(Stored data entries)

☆ ☆ ☆

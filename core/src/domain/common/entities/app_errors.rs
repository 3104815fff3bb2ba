use thiserror::Error;

#[derive(Debug, Clone, Error, PartialEq, Eq)]
pub enum CoreError {
    #[error("{0}")]
    Validation(String),

    #[error("{0}")]
    NotFound(String),

    #[error("{0}")]
    Conflict(String),

    #[error("User has no medical conditions set. Please add medical conditions first.")]
    NoConditions,

    #[error("Recipe generation failed: {0}")]
    GenerationFailure(String),

    #[error("Rate limited: {0}")]
    RateLimited(String),

    #[error("External service error: {0}")]
    ExternalServiceError(String),

    #[error("Internal server error")]
    InternalServerError,
}

impl CoreError {
    /// Errors worth retrying against the same backend after a pause.
    pub fn is_retryable(&self) -> bool {
        matches!(self, CoreError::RateLimited(_))
    }
}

☆ ☆ ☆

* [What you need to do] Each record above needs to be given again exactly as written.

* [Task result]
filename core/src/domain/common/entities/app_errors.rs
repository 3104815fff3bb2ba
use thiserror::Error;

#[derive(Debug, Clone, Error, PartialEq, Eq)]
pub enum CoreError {
    #[error("{0}")]
    Validation(String),

    #[error("{0}")]
    NotFound(String),

    #[error("{0}")]
    Conflict(String),

    #[error("User has no medical conditions set. Please add medical conditions first.")]
    NoConditions,

    #[error("Recipe generation failed: {0}")]
    GenerationFailure(String),

    #[error("Rate limited: {0}")]
    RateLimited(String),

    #[error("External service error: {0}")]
    ExternalServiceError(String),

    #[error("Internal server error")]
    InternalServerError,
}

impl CoreError {
    /// Errors worth retrying against the same backend after a pause.
    pub fn is_retryable(&self) -> bool {
        matches!(self, CoreError::RateLimited(_))
    }
}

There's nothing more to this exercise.